Day 396: Compression and Encoding in Storage Engines

The core idea: A storage engine does not try to maximize compression ratio in the abstract. It encodes bytes at the same granularity it must still search, cache, flush, and recover, then applies compression only in ways that preserve that access path.

Today's "Aha!" Moment

In 11.md, Harbor Point's municipal-bond audit store used Bloom filters and fence pointers to narrow a lookup down to one candidate SSTable block. That solved the "which block should I touch?" problem, but not the "what should the bytes inside that block look like?" problem. If every key and value were stored verbatim, Harbor Point would waste SSD bandwidth on repeated prefixes, repeated field names, and timestamps that differ by only a few bytes from the previous record.

The important shift is that encoding and compression are not the same thing. The engine first exploits structure it already knows about: keys are sorted, neighboring records share prefixes, sequence numbers often move in one direction, and some value fields repeat. Only after it has turned that structure into a denser block layout does it optionally run a general-purpose codec such as LZ4, Snappy, or Zstd over the block. Encoding preserves navigability; compression shrinks the remaining redundancy.

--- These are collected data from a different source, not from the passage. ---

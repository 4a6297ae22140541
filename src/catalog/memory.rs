use super::traits::DocumentSource;
use crate::error::CatalogResult;
use crate::models::IndexedDocument;

/// Document source over an owned list, mainly for tests and embedding.
#[derive(Debug, Clone, Default)]
pub struct InMemoryCatalog {
    documents: Vec<IndexedDocument>,
}

impl InMemoryCatalog {
    /// Create a catalog from documents.
    pub fn new(documents: Vec<IndexedDocument>) -> Self {
        Self { documents }
    }

    /// Append a document.
    pub fn push(&mut self, document: IndexedDocument) {
        self.documents.push(document);
    }
}

impl From<Vec<IndexedDocument>> for InMemoryCatalog {
    fn from(documents: Vec<IndexedDocument>) -> Self {
        Self::new(documents)
    }
}

impl DocumentSource for InMemoryCatalog {
    fn load(&self) -> CatalogResult<Vec<IndexedDocument>> {
        Ok(self.documents.clone())
    }

    fn name(&self) -> &str {
        "in-memory"
    }
}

That is why "just compress the whole file harder" is usually the wrong instinct. Harbor Point serves mostly point lookups during the trading day. If a point lookup has to inflate a huge byte region or reconstruct too many keys before it can compare the target CUSIP, the store may save disk space while making p99 latency worse. Storage-engine compression is successful only when the block stays cheap to seek inside after the bytes become compact.

This also prepares the ground for the next lesson. Once the engine decides how records are represented inside blocks or pages, it still has to decide when modified in-memory pages are written back and how much dirty state can accumulate before writeback becomes dangerous. Compression changes the size and cost of that writeback path; checkpointing and dirty-page control decide when the bill is paid.

Why This Matters

Harbor Point stores quote history for thousands of bonds whose keys share long prefixes: desk, issuer family, CUSIP, and timestamp. The values are not random either. Venue codes repeat, price deltas between consecutive quotes are small, and tombstones or version metadata follow predictable layouts. A raw representation would force the engine to write more bytes during flush and compaction, keep fewer hot blocks in cache, and read more data per lookup than the logical workload actually needs.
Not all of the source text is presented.